**** Dataset records
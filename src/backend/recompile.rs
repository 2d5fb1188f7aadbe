//! Recompilation backend.
//!
//! Applies the diff to the shared source tree, rebuilds, and runs tests
//! against the rebuilt program. The tree is locked from apply until the
//! program handle is dropped, which reverts the patch.
use super::{
    binary_coverage, record_failure, run_oracle, suite_coverage, Candidate, PatchedProgram,
    RunEnv, Staged, TestOutcome, Validator,
};
use crate::config::PatchMode;
use crate::exec::{run_command, script_command, CancelToken, ProcessOutput};
use crate::patch::Patch;
use crate::rank::coverage;
use crate::util::{path_safe, shell_quote};
use anyhow::{anyhow, Context, Result};
use parking_lot::{Mutex, MutexGuard};
use std::collections::BTreeSet;
use std::fs;
use std::path::{Path, PathBuf};
use std::process::Command;
use std::sync::Arc;
use std::time::Duration;

/// Placeholder substituted with the patch path in configured commands.
const PATCH_FILE_PLACEHOLDER: &str = "PATCH_FILE";

#[derive(Debug, Default)]
struct TreeState {
    configured: bool,
}

pub struct RecompileBackend {
    env: Arc<RunEnv>,
    tree: Mutex<TreeState>,
}

/// Build a command from a configured template, substituting the patch path.
pub fn command_from_template(template: &str, patch_file: &Path) -> Result<Command> {
    let words = shell_words::split(template)
        .with_context(|| format!("parse command {template:?}"))?;
    let patch_file = patch_file.to_string_lossy();
    let mut words = words
        .into_iter()
        .map(|word| word.replace(PATCH_FILE_PLACEHOLDER, &patch_file));
    let program = words
        .next()
        .ok_or_else(|| anyhow!("command template is empty"))?;
    let mut cmd = Command::new(program);
    cmd.args(words);
    Ok(cmd)
}

/// Files with `extension` below `root`, skipping hidden directories.
fn files_with_extension(root: &Path, extension: &str) -> BTreeSet<PathBuf> {
    let mut found = BTreeSet::new();
    let mut pending = vec![root.to_path_buf()];
    while let Some(dir) = pending.pop() {
        let Ok(entries) = fs::read_dir(&dir) else {
            continue;
        };
        for entry in entries.flatten() {
            let path = entry.path();
            let hidden = entry.file_name().to_string_lossy().starts_with('.');
            if path.is_dir() {
                if !hidden {
                    pending.push(path);
                }
            } else if path.extension().is_some_and(|ext| ext == extension) {
                found.insert(path);
            }
        }
    }
    found
}

/// First file named `name` below `root` in sorted order.
fn find_file(root: &Path, name: &str) -> Option<PathBuf> {
    let mut pending = vec![root.to_path_buf()];
    let mut matches = Vec::new();
    while let Some(dir) = pending.pop() {
        let Ok(entries) = fs::read_dir(&dir) else {
            continue;
        };
        for entry in entries.flatten() {
            let path = entry.path();
            if path.is_dir() {
                if !entry.file_name().to_string_lossy().starts_with('.') {
                    pending.push(path);
                }
            } else if entry.file_name().to_string_lossy() == name {
                matches.push(path);
            }
        }
    }
    matches.sort();
    matches.into_iter().next()
}

/// `.orig` and `.rej` files present in the tree before a `patch` run.
#[derive(Debug, Default)]
struct Artifacts {
    orig: BTreeSet<PathBuf>,
    rej: BTreeSet<PathBuf>,
}

impl Artifacts {
    fn snapshot(root: &Path) -> Self {
        Self {
            orig: files_with_extension(root, "orig"),
            rej: files_with_extension(root, "rej"),
        }
    }
}

/// Move back `.orig` backups created since `baseline` and drop new rejects.
fn restore_backups(root: &Path, baseline: &Artifacts) {
    for backup in files_with_extension(root, "orig").difference(&baseline.orig) {
        let original = backup.with_extension("");
        if let Err(err) = fs::rename(backup, &original) {
            tracing::warn!(backup = %backup.display(), error = %err, "restore backup");
        }
    }
    remove_new(root, "rej", &baseline.rej);
}

fn remove_new(root: &Path, extension: &str, baseline: &BTreeSet<PathBuf>) {
    for path in files_with_extension(root, extension).difference(baseline) {
        if let Err(err) = fs::remove_file(path) {
            tracing::debug!(path = %path.display(), error = %err, "remove patch artifact");
        }
    }
}

impl RecompileBackend {
    pub fn new(env: Arc<RunEnv>) -> Self {
        Self {
            env,
            tree: Mutex::new(TreeState::default()),
        }
    }

    fn source_dir(&self) -> Result<&Path> {
        self.env
            .config
            .source_dir
            .as_deref()
            .ok_or_else(|| anyhow!("recompilation needs source_dir"))
    }

    fn run_in_tree(
        &self,
        mut cmd: Command,
        timeout: Duration,
        cancel: &CancelToken,
    ) -> Result<ProcessOutput> {
        cmd.current_dir(self.source_dir()?);
        run_command(&mut cmd, Some(timeout), cancel)
    }

    /// File `patch` should be applied to, when it can be named explicitly.
    fn target_file(&self, patch: &Patch) -> Result<Option<PathBuf>> {
        let dir = self.source_dir()?;
        if let Some(file) = &self.env.config.source_file {
            return Ok(Some(dir.join(file)));
        }
        let name = Path::new(&patch.source_file)
            .file_name()
            .map(|name| name.to_string_lossy().into_owned());
        Ok(name.and_then(|name| find_file(dir, &name)))
    }

    /// One `patch` invocation; backups from a failed attempt are restored.
    fn diff_patch(
        &self,
        patch: &Patch,
        reverse: bool,
        unified: bool,
        cancel: &CancelToken,
    ) -> Result<bool> {
        let dir = self.source_dir()?;
        let baseline = Artifacts::snapshot(dir);
        let mut cmd = Command::new("patch");
        cmd.args(["--ignore-whitespace", "-b", "-f"]);
        if unified {
            cmd.arg("-u");
        }
        if reverse {
            cmd.arg("-R");
        }
        match self.target_file(patch)? {
            Some(file) => {
                cmd.arg(file);
            }
            None => {
                cmd.arg("-p1");
            }
        }
        cmd.arg("-i").arg(&patch.path);
        let output = self.run_in_tree(cmd, self.env.config.test_timeout, cancel)?;
        if output.success() {
            return Ok(true);
        }
        let context = if reverse { "revert" } else { "apply" };
        record_failure(&self.env.paths, &patch.id, context, &output);
        restore_backups(dir, &baseline);
        Ok(false)
    }

    /// Apply `patch`; returns whether unified mode was used, `None` on failure.
    fn apply(&self, patch: &Patch, cancel: &CancelToken) -> Result<Option<bool>> {
        let commands = &self.env.config.source_commands;
        let timeout = self.env.config.test_timeout;
        let custom = match (&commands.patch_command, &commands.patch_script) {
            (Some(template), _) => Some(command_from_template(template, &patch.path)?),
            (None, Some(script)) => {
                let mut cmd = script_command(script);
                cmd.arg(&patch.path);
                Some(cmd)
            }
            (None, None) => None,
        };
        if let Some(cmd) = custom {
            let output = self.run_in_tree(cmd, timeout, cancel)?;
            if !output.success() {
                record_failure(&self.env.paths, &patch.id, "apply", &output);
            }
            return Ok(output.success().then_some(true));
        }
        for unified in [true, false] {
            if self.diff_patch(patch, false, unified, cancel)? {
                return Ok(Some(unified));
            }
        }
        Ok(None)
    }

    fn revert(&self, patch: &Patch, unified: bool) -> Result<bool> {
        let commands = &self.env.config.source_commands;
        let cancel = CancelToken::new();
        let custom = match (&commands.reset_command, &commands.reset_script) {
            (Some(template), _) => Some(command_from_template(template, &patch.path)?),
            (None, Some(script)) => {
                let mut cmd = script_command(script);
                cmd.arg(&patch.path);
                Some(cmd)
            }
            (None, None) => None,
        };
        if let Some(cmd) = custom {
            let output = self.run_in_tree(cmd, self.env.config.task_timeout, &cancel)?;
            if !output.success() {
                record_failure(&self.env.paths, &patch.id, "revert", &output);
            }
            return Ok(output.success());
        }
        Ok(self.diff_patch(patch, true, unified, &cancel)?
            || self.diff_patch(patch, true, !unified, &cancel)?)
    }

    /// Run the config script (first build only) and the build.
    fn build(
        &self,
        tree: &mut TreeState,
        patch: &Patch,
        cancel: &CancelToken,
    ) -> Result<Option<String>> {
        let config = &self.env.config;
        if let (Some(script), false) = (&config.source_commands.config_script, tree.configured) {
            let output = self.run_in_tree(script_command(script), config.task_timeout, cancel)?;
            tree.configured = true;
            if !output.success() {
                tracing::warn!(exit_code = ?output.exit_code, "config script failed");
            }
        }
        let mut cmd = match &config.source_commands.build_script {
            Some(script) => {
                let mut cmd = script_command(script);
                cmd.current_dir(self.source_dir()?);
                cmd
            }
            None => {
                let mut cmd = Command::new("make");
                let dir = match config.binary.as_deref().and_then(Path::parent) {
                    Some(dir) => dir,
                    None => self.source_dir()?,
                };
                cmd.current_dir(dir);
                cmd
            }
        };
        let output = run_command(&mut cmd, Some(config.task_timeout), cancel)
            .context("run build")?;
        if output.success() {
            return Ok(None);
        }
        record_failure(&self.env.paths, &patch.id, "build", &output);
        Ok(Some(if output.timed_out {
            "build timed out".to_string()
        } else {
            format!("build failed with exit code {:?}", output.exit_code)
        }))
    }
}

impl Validator for RecompileBackend {
    fn mode(&self) -> PatchMode {
        PatchMode::Compile
    }

    fn stage<'s>(&'s self, patch: &'s Patch, cancel: &'s CancelToken) -> Result<Staged<'s>> {
        let dir = self.source_dir()?;
        let tree = self.tree.lock();
        let baseline = Artifacts::snapshot(dir);
        let Some(unified) = self.apply(patch, cancel)? else {
            tracing::debug!(patch = %patch.id, "patch does not apply");
            return Ok(Staged::ApplyFailed("patch does not apply to the source tree".to_string()));
        };
        // The program reverts the patch on drop, including when the build errors.
        let mut program = SourceTreeProgram {
            backend: self,
            patch,
            tree,
            unified,
            baseline,
            cancel,
        };
        let failure = self.build(&mut program.tree, patch, cancel)?;
        if let Some(reason) = failure {
            drop(program);
            return Ok(Staged::BuildFailed(reason));
        }
        Ok(Staged::Ready(Box::new(program)))
    }
}

struct SourceTreeProgram<'s> {
    backend: &'s RecompileBackend,
    patch: &'s Patch,
    tree: MutexGuard<'s, TreeState>,
    unified: bool,
    /// Patch artifacts present before this patch was applied.
    baseline: Artifacts,
    cancel: &'s CancelToken,
}

impl SourceTreeProgram<'_> {
    fn env(&self) -> &RunEnv {
        &self.backend.env
    }
}

impl PatchedProgram for SourceTreeProgram<'_> {
    fn run_test(&mut self, test_id: &str) -> Result<TestOutcome> {
        let extra = [("PATCH_ID".to_string(), self.patch.id.clone())];
        let program = self.env().config.binary.clone();
        let output = run_oracle(self.env(), test_id, program.as_deref(), &extra, self.cancel)?;
        let passed = output.success();
        if !passed {
            record_failure(&self.env().paths, &self.patch.id, &format!("test {test_id}"), &output);
        }
        Ok(TestOutcome {
            test_id: test_id.to_string(),
            passed,
            cached: false,
            timed_out: output.timed_out,
        })
    }

    fn candidate(&self) -> Candidate {
        let config = &self.env().config;
        let path = config
            .binary
            .clone()
            .or_else(|| config.source_dir.clone())
            .unwrap_or_default();
        Candidate {
            path,
            env: vec![("PATCH_ID".to_string(), self.patch.id.clone())],
        }
    }

    fn coverage(&mut self, test_id: &str, out: &Path) -> Result<bool> {
        let env = self.backend.env.as_ref();
        let extra = vec![("PATCH_ID".to_string(), self.patch.id.clone())];
        let Some(binary) = env.config.binary.as_deref() else {
            return suite_coverage(env, test_id, extra, out, self.cancel);
        };
        let instrumented = env.paths.instrumented_dir().join(path_safe(&self.patch.id));
        if !instrumented.is_file()
            && coverage::instrument_or_warn(binary, &instrumented, env.config.task_timeout).is_none()
        {
            return Ok(false);
        }
        let inner = shell_quote(&instrumented.to_string_lossy());
        binary_coverage(env, &self.patch.id, test_id, &inner, out, self.cancel)
    }
}

impl Drop for SourceTreeProgram<'_> {
    fn drop(&mut self) {
        let Ok(dir) = self.backend.source_dir() else {
            return;
        };
        match self.backend.revert(self.patch, self.unified) {
            Ok(true) => {
                remove_new(dir, "orig", &self.baseline.orig);
                tracing::debug!(patch = %self.patch.id, "patch reverted");
            }
            Ok(false) => {
                tracing::warn!(patch = %self.patch.id, "patch revert failed, source tree may be dirty")
            }
            Err(err) => {
                tracing::warn!(patch = %self.patch.id, error = %err, "patch revert failed")
            }
        }
    }
}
********
## Task to carry out:
The reply should consist solely of the lines of the data, exact, from the opening line through the line with "use std::sync::Arc;", inclusive.

## Solution below:
filename src/backend/recompile.rs
repository 2d5fb1188f7aadbe
//! Recompilation backend.
//!
//! Applies the diff to the shared source tree, rebuilds, and runs tests
//! against the rebuilt program. The tree is locked from apply until the
//! program handle is dropped, which reverts the patch.
use super::{
    binary_coverage, record_failure, run_oracle, suite_coverage, Candidate, PatchedProgram,
    RunEnv, Staged, TestOutcome, Validator,
};
use crate::config::PatchMode;
use crate::exec::{run_command, script_command, CancelToken, ProcessOutput};
use crate::patch::Patch;
use crate::rank::coverage;
use crate::util::{path_safe, shell_quote};
use anyhow::{anyhow, Context, Result};
use parking_lot::{Mutex, MutexGuard};
use std::collections::BTreeSet;
use std::fs;
use std::path::{Path, PathBuf};
use std::process::Command;
use std::sync::Arc;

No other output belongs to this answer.